> **How to complete this task**
Whenever "ReqwestTransport" occurs in a line of the material, list that line.

> **Excerpted data**

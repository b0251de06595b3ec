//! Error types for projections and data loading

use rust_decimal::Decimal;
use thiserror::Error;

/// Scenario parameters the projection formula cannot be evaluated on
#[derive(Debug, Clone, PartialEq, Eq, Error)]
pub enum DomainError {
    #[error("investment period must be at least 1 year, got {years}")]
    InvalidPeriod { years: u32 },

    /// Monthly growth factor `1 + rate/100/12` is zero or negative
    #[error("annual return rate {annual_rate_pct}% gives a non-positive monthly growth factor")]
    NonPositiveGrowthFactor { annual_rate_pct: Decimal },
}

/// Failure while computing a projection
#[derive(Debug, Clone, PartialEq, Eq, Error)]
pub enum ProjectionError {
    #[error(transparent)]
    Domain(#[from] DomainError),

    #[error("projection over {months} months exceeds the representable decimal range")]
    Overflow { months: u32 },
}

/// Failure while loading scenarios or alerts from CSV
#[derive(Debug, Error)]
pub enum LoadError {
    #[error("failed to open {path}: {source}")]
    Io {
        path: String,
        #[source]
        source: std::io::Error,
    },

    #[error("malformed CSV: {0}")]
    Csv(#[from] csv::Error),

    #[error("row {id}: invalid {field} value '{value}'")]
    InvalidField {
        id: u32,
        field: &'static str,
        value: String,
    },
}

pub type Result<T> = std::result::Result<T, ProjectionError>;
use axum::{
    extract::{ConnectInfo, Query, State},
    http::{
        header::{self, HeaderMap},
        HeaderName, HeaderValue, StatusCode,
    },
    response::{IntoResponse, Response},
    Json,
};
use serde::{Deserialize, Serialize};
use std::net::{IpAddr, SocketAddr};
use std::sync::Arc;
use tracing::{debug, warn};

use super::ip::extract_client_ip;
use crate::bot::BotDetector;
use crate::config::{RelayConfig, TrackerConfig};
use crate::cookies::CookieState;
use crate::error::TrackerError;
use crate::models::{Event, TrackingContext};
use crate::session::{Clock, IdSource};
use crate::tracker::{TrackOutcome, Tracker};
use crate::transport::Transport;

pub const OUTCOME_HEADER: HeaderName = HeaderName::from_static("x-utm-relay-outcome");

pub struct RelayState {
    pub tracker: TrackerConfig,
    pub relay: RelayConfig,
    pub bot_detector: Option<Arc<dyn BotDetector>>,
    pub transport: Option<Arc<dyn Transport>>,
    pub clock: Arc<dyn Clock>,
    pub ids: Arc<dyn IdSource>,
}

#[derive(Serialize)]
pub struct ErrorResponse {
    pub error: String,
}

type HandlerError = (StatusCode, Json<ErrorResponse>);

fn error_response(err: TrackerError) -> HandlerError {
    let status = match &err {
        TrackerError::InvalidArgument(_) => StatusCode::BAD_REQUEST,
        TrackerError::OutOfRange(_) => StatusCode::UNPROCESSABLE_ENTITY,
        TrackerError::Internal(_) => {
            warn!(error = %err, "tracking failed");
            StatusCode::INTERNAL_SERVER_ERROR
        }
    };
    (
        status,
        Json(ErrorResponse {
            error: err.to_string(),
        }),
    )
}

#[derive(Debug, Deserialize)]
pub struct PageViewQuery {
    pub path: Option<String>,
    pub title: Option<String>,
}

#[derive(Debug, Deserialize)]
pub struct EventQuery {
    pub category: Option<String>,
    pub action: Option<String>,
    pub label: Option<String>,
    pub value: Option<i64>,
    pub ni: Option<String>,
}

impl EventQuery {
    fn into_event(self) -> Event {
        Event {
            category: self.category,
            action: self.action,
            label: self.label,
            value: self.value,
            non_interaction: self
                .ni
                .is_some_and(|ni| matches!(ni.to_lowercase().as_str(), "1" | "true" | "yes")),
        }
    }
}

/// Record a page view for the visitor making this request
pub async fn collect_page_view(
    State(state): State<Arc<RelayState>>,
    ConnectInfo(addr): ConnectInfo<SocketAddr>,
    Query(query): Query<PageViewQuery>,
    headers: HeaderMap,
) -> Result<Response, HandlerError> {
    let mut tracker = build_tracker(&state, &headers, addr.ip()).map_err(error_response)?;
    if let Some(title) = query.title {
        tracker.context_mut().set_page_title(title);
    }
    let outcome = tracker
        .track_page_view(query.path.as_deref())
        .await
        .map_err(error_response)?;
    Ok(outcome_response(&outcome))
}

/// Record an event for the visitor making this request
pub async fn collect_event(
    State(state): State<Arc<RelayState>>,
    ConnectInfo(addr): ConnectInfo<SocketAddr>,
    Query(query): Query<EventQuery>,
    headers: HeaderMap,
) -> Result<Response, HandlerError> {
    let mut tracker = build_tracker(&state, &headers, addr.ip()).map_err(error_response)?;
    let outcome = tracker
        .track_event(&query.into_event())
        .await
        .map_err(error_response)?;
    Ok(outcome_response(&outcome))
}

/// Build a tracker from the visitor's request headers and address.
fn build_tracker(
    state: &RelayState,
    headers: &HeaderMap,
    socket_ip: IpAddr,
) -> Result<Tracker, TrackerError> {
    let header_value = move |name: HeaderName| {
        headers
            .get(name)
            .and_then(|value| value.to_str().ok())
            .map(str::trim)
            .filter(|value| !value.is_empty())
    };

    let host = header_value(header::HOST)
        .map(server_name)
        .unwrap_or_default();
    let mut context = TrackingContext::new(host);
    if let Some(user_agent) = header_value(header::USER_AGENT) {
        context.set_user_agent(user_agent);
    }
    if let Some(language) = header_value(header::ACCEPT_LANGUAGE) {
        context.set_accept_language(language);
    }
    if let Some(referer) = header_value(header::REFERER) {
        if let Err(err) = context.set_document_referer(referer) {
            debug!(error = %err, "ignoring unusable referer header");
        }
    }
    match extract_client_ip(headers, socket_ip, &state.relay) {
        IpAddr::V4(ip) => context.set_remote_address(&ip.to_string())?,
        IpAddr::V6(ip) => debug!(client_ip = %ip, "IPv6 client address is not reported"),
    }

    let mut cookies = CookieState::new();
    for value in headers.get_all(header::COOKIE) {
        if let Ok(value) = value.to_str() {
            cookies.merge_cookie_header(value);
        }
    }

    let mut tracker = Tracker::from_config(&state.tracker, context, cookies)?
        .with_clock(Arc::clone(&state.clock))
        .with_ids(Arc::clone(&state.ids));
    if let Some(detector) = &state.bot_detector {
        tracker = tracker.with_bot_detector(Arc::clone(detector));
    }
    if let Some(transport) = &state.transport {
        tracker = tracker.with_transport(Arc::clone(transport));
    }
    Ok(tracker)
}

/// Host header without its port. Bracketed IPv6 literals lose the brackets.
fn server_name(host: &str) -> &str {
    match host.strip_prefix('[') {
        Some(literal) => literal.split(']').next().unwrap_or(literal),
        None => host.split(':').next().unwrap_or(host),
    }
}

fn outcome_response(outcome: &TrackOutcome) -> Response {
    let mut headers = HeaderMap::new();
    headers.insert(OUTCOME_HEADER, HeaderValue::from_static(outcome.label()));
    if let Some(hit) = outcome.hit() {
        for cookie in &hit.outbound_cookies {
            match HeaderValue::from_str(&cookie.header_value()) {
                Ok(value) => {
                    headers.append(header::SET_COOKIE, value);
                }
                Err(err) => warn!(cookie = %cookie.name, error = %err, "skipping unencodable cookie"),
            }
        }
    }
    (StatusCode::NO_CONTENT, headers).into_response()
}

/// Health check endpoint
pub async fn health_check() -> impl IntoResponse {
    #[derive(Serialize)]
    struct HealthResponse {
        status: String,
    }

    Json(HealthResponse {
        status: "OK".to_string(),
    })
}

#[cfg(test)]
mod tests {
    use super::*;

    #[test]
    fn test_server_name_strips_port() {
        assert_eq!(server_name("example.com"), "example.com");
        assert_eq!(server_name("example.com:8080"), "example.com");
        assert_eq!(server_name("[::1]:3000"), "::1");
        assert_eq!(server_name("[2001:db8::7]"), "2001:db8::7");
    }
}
==
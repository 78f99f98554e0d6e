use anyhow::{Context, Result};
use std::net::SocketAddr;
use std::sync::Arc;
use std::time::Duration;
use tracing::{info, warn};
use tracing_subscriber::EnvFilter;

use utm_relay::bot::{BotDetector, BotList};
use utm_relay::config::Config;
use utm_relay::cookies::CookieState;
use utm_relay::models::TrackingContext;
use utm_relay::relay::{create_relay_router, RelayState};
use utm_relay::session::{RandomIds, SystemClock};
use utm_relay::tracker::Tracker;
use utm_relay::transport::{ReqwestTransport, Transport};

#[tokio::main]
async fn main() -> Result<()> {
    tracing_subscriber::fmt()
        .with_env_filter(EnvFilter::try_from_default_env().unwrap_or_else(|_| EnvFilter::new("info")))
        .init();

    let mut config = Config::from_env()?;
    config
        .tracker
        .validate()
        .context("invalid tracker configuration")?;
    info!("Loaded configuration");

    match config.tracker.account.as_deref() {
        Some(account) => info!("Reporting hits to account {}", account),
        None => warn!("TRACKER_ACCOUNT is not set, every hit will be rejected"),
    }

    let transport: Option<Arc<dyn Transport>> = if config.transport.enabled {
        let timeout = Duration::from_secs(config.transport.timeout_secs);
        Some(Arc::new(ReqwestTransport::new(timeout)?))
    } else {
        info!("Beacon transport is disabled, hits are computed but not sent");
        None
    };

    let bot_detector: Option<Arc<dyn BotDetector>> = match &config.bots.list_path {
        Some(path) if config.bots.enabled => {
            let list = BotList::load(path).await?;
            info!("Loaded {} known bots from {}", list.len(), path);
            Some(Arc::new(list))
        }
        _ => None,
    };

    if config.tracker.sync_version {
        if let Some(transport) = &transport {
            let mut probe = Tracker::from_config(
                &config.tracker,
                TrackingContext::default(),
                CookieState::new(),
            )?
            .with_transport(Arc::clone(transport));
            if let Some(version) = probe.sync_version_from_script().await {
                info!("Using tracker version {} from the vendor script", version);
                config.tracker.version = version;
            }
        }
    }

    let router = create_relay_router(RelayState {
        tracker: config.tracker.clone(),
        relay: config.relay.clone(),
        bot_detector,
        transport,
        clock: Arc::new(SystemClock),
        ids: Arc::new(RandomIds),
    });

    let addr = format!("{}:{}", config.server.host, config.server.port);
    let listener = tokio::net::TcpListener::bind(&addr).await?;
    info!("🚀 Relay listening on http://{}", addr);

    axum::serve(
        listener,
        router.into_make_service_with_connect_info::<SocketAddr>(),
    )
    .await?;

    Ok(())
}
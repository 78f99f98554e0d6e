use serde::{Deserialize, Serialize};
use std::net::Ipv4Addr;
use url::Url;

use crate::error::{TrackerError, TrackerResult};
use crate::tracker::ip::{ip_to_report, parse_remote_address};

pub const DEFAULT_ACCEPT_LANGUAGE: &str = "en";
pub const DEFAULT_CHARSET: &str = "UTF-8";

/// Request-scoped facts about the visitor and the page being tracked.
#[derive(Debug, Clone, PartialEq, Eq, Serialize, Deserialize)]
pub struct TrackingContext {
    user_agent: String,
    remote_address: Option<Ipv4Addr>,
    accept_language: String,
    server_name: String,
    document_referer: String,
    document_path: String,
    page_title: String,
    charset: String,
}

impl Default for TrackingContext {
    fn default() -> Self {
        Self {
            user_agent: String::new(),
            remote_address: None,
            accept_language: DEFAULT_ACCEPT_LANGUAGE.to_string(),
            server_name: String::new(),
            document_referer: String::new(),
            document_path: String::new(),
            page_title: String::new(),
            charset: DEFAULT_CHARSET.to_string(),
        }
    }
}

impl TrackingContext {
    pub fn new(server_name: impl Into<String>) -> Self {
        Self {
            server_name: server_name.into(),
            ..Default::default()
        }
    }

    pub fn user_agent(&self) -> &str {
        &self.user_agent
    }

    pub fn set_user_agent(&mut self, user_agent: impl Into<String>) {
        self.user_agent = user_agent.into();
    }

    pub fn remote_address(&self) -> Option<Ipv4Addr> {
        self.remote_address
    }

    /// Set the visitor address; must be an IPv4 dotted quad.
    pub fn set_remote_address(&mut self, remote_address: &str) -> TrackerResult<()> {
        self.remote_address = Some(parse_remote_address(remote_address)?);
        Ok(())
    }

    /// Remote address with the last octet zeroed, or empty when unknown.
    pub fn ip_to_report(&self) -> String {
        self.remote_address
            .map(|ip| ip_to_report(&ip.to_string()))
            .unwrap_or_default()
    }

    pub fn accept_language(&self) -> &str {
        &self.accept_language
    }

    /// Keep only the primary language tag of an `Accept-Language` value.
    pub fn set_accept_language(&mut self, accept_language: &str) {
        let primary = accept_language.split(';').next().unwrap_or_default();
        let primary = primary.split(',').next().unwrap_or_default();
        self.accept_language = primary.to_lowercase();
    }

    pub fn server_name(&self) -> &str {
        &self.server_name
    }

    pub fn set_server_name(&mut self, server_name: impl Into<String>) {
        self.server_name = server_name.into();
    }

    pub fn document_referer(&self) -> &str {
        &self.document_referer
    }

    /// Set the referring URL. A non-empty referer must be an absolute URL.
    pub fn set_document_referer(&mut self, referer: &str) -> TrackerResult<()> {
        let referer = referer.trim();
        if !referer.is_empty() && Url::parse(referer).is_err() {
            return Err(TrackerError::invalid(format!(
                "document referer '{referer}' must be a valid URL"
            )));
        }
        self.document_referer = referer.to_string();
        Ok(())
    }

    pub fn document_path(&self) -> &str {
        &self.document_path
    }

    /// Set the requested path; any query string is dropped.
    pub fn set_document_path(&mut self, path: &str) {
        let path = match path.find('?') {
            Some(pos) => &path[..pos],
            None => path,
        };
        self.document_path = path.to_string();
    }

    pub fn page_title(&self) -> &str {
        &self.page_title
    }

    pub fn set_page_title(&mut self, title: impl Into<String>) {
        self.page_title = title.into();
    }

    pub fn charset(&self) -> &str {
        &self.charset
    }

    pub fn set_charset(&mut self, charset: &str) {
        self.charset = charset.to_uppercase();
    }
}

> **Response box**
use utm_relay::transport::{ReqwestTransport, Transport};
        Some(Arc::new(ReqwestTransport::new(timeout)?))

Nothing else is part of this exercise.